To do - The response must contain every line from the records below that has "debug".
* * * * * * * * *
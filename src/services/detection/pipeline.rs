// Validation Pipeline
// Segmenter -> (Normalizer -> Aggregator -> Classifier) per paragraph -> Highlighter

use std::sync::Arc;
use std::time::Instant;
use tracing::{debug, info, info_span};
use uuid::Uuid;

use super::classifier::Classifier;
use super::embeddings::{EmbeddingAggregator, EmbeddingTable};
use super::highlight::Highlighter;
use crate::models::{ParagraphVerdict, ValidationReport};
use crate::services::config_store::ValidationConfig;
use crate::services::normalizer::Normalizer;
use crate::services::text_processor::segment_paragraphs;

/// Classifies a document paragraph by paragraph.
///
/// The embedding table and classifier are injected read-only capabilities,
/// shared across calls and threads without locking.
#[derive(Clone)]
pub struct Validator {
    embeddings: Arc<dyn EmbeddingTable>,
    classifier: Arc<dyn Classifier>,
    normalizer: Normalizer,
    aggregator: EmbeddingAggregator,
    highlighter: Highlighter,
}

impl Validator {
    pub fn new(embeddings: Arc<dyn EmbeddingTable>, classifier: Arc<dyn Classifier>) -> Self {
        Self {
            embeddings,
            classifier,
            normalizer: Normalizer::new(),
            aggregator: EmbeddingAggregator::default(),
            highlighter: Highlighter::default(),
        }
    }

    pub fn from_config(
        config: &ValidationConfig,
        embeddings: Arc<dyn EmbeddingTable>,
        classifier: Arc<dyn Classifier>,
    ) -> Self {
        let mut aggregator = EmbeddingAggregator::new(config.oov_policy);
        if let Some(seed) = config.random_seed {
            aggregator = aggregator.with_seed(seed);
        }
        Self::new(embeddings, classifier)
            .with_aggregator(aggregator)
            .with_highlighter(Highlighter::new(&config.highlight_color))
    }

    pub fn with_aggregator(mut self, aggregator: EmbeddingAggregator) -> Self {
        self.aggregator = aggregator;
        self
    }

    pub fn with_highlighter(mut self, highlighter: Highlighter) -> Self {
        self.highlighter = highlighter;
        self
    }

    /// Normalize, embed and classify one paragraph
    pub fn classify_paragraph(&self, index: usize, paragraph: &str) -> ParagraphVerdict {
        let tokens = self.normalizer.normalize(paragraph);
        let (features, stats) = self
            .aggregator
            .embed_with_stats(self.embeddings.as_ref(), &tokens);
        let label = self.classifier.predict(&features);

        debug!(
            index,
            tokens = stats.token_count,
            oov = stats.oov_count,
            label = ?label,
            "paragraph.classified"
        );

        ParagraphVerdict {
            index,
            text: paragraph.to_string(),
            label,
            token_count: stats.token_count,
            oov_count: stats.oov_count,
        }
    }

    /// Validate a document sequentially.
    pub fn validate(&self, document: &str) -> ValidationReport {
        let span = info_span!("validate", request_id = %Uuid::new_v4());
        let _enter = span.enter();
        let started = Instant::now();

        let verdicts: Vec<ParagraphVerdict> = segment_paragraphs(document)
            .iter()
            .enumerate()
            .map(|(i, p)| self.classify_paragraph(i, p))
            .collect();

        self.assemble(document, verdicts, started)
    }

    /// Validate a document classifying paragraphs on up to `workers` threads.
    /// Output is identical to [`Validator::validate`].
    pub fn validate_parallel(&self, document: &str, workers: usize) -> ValidationReport {
        let span = info_span!("validate", request_id = %Uuid::new_v4(), workers);
        let _enter = span.enter();
        let started = Instant::now();

        let paragraphs = segment_paragraphs(document);
        let workers = workers.max(1).min(paragraphs.len().max(1));
        let chunk_size = paragraphs.len().div_ceil(workers).max(1);

        let verdicts: Vec<ParagraphVerdict> = std::thread::scope(|scope| {
            let handles: Vec<_> = paragraphs
                .chunks(chunk_size)
                .enumerate()
                .map(|(chunk_idx, chunk)| {
                    scope.spawn(move || {
                        chunk
                            .iter()
                            .enumerate()
                            .map(|(i, p)| self.classify_paragraph(chunk_idx * chunk_size + i, p))
                            .collect::<Vec<_>>()
                    })
                })
                .collect();

            // join in spawn order to keep document order
            handles
                .into_iter()
                .flat_map(|h| match h.join() {
                    Ok(v) => v,
                    Err(panic) => std::panic::resume_unwind(panic),
                })
                .collect()
        });

        self.assemble(document, verdicts, started)
    }

    fn assemble(
        &self,
        document: &str,
        verdicts: Vec<ParagraphVerdict>,
        started: Instant,
    ) -> ValidationReport {
        let problems: Vec<String> = verdicts
            .iter()
            .filter(|v| v.label.is_problem())
            .map(|v| v.text.clone())
            .collect();

        // no problems: the document is returned untouched, without <br> rendering
        let rendered = if problems.is_empty() {
            document.to_string()
        } else {
            self.highlighter.highlight(document, &problems)
        };

        info!(
            paragraphs = verdicts.len(),
            problems = problems.len(),
            elapsed_ms = started.elapsed().as_millis() as u64,
            "validation.completed"
        );

        ValidationReport {
            rendered,
            problems,
            paragraphs: verdicts,
        }
    }
}

#[cfg(test)]
mod tests {
    use super::*;
    use crate::models::Label;
    use crate::services::detection::embeddings::{OovPolicy, WordVectors};
    use crate::services::detection::highlight::DEFAULT_HIGHLIGHT_COLOR;

    const OPEN: &str = r#"<span style="background-color:#ff0000;">"#;

    /// Flags a paragraph when its first feature component is positive.
    struct FirstComponentClassifier;

    impl Classifier for FirstComponentClassifier {
        fn predict(&self, features: &[f32]) -> Label {
            if features[0] > 0.0 {
                Label::Problem
            } else {
                Label::Acceptable
            }
        }
    }

    struct ConstantClassifier(Label);

    impl Classifier for ConstantClassifier {
        fn predict(&self, _features: &[f32]) -> Label {
            self.0
        }
    }

    fn vector(first: f32) -> Vec<f32> {
        let mut v = vec![0.0; 300];
        v[0] = first;
        v
    }

    fn table() -> Arc<WordVectors> {
        Arc::new(
            WordVectors::from_pairs(
                300,
                vec![
                    ("collect", vector(1.0)),
                    ("track", vector(1.0)),
                    ("sell", vector(1.0)),
                    ("respect", vector(-1.0)),
                    ("privacy", vector(-1.0)),
                    ("never", vector(-1.0)),
                ],
            )
            .unwrap(),
        )
    }

    fn validator() -> Validator {
        Validator::new(table(), Arc::new(FirstComponentClassifier))
    }

    #[test]
    fn test_end_to_end_scenario() {
        let doc = "We collect your data.\n\nWe respect your privacy and never sell data.";
        let report = validator().validate(doc);

        assert_eq!(report.problems, vec!["We collect your data."]);
        assert_eq!(
            report.rendered,
            format!(
                "{}We collect your data.</span><br><br>We respect your privacy and never sell data.",
                OPEN
            )
        );
        assert_eq!(report.paragraphs.len(), 2);
        assert_eq!(report.paragraphs[1].label, Label::Acceptable);
    }

    #[test]
    fn test_no_problems_returns_document_unchanged() {
        let doc = "We respect your privacy.\n\nWe never sell anything.\r\n";
        let v = Validator::new(table(), Arc::new(ConstantClassifier(Label::Acceptable)));
        let report = v.validate(doc);
        assert!(report.problems.is_empty());
        assert_eq!(report.rendered, doc);
    }

    #[test]
    fn test_empty_document() {
        let report = validator().validate("   \n\n  ");
        assert!(report.problems.is_empty());
        assert!(report.paragraphs.is_empty());
        assert_eq!(report.rendered, "   \n\n  ");
    }

    #[test]
    fn test_stopword_only_paragraph_uses_zero_vector() {
        let v = Validator::new(table(), Arc::new(FirstComponentClassifier));
        let verdict = v.classify_paragraph(0, "It is what it is.");
        assert_eq!(verdict.token_count, 0);
        assert_eq!(verdict.label, Label::Acceptable);
    }

    #[test]
    fn test_wrapped_problem_is_highlighted_verbatim() {
        let doc = "Intro text here.\n\nWe  collect and\n   track your\tlocation.";
        let v = Validator::new(table(), Arc::new(FirstComponentClassifier));
        let report = v.validate(doc);
        assert_eq!(report.problems, vec!["We  collect and\n   track your\tlocation."]);
        assert!(report
            .rendered
            .contains(&format!("{}We  collect and<br>   track your\tlocation.</span>", OPEN)));
    }

    #[test]
    fn test_duplicate_problem_paragraphs_are_kept() {
        let doc = "We sell data.\n\nWe sell data.";
        let report = validator().validate(doc);
        assert_eq!(report.problems.len(), 2);
        assert_eq!(report.rendered.matches(OPEN).count(), 2);
    }

    #[test]
    fn test_oov_counts_reported() {
        let verdict = validator().classify_paragraph(3, "We collect biometric identifiers.");
        assert_eq!(verdict.index, 3);
        assert_eq!(verdict.token_count, 3);
        assert_eq!(verdict.oov_count, 2);
        assert_eq!(verdict.label, Label::Problem);
    }

    #[test]
    fn test_parallel_matches_sequential() {
        let doc = (0..17)
            .map(|i| {
                if i % 3 == 0 {
                    format!("Paragraph {} we collect and sell data.", i)
                } else {
                    format!("Paragraph {} we respect privacy.", i)
                }
            })
            .collect::<Vec<_>>()
            .join("\n\n");

        let v = validator();
        let sequential = v.validate(&doc);
        for workers in [1, 2, 4, 64] {
            let parallel = v.validate_parallel(&doc, workers);
            assert_eq!(parallel.problems, sequential.problems);
            assert_eq!(parallel.rendered, sequential.rendered);
            let indices: Vec<usize> = parallel.paragraphs.iter().map(|p| p.index).collect();
            assert_eq!(indices, (0..17).collect::<Vec<_>>());
        }
    }

    #[test]
    fn test_from_config_uses_highlight_color() {
        let config = ValidationConfig {
            highlight_color: "#00ff00".to_string(),
            ..ValidationConfig::default()
        };
        assert_ne!(config.highlight_color, DEFAULT_HIGHLIGHT_COLOR);
        let v = Validator::from_config(&config, table(), Arc::new(ConstantClassifier(Label::Problem)));
        let report = v.validate("Anything at all.");
        assert_eq!(
            report.rendered,
            r#"<span style="background-color:#00ff00;">Anything at all.</span>"#
        );
    }

    #[test]
    fn test_from_config_applies_seeded_random_fill() {
        let doc = "Zorbleflux.";
        let zero = Validator::from_config(
            &ValidationConfig::default(),
            table(),
            Arc::new(FirstComponentClassifier),
        );
        let report = zero.validate(doc);
        assert!(!report.has_problems());
        assert_eq!(report.paragraphs[0].oov_count, 1);

        let config = ValidationConfig {
            oov_policy: OovPolicy::RandomFill,
            random_seed: Some(11),
            ..ValidationConfig::default()
        };
        let random = Validator::from_config(&config, table(), Arc::new(FirstComponentClassifier));
        let first = random.validate(doc);
        assert_eq!(first.problems, vec!["Zorbleflux."]);
        assert_eq!(first.paragraphs[0].label, Label::Problem);

        let again = Validator::from_config(&config, table(), Arc::new(FirstComponentClassifier));
        assert_eq!(again.validate(doc).rendered, first.rendered);
    }
}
* * * * * * * * *
Result for this task -
use tracing::{debug, info, info_span};
        debug!(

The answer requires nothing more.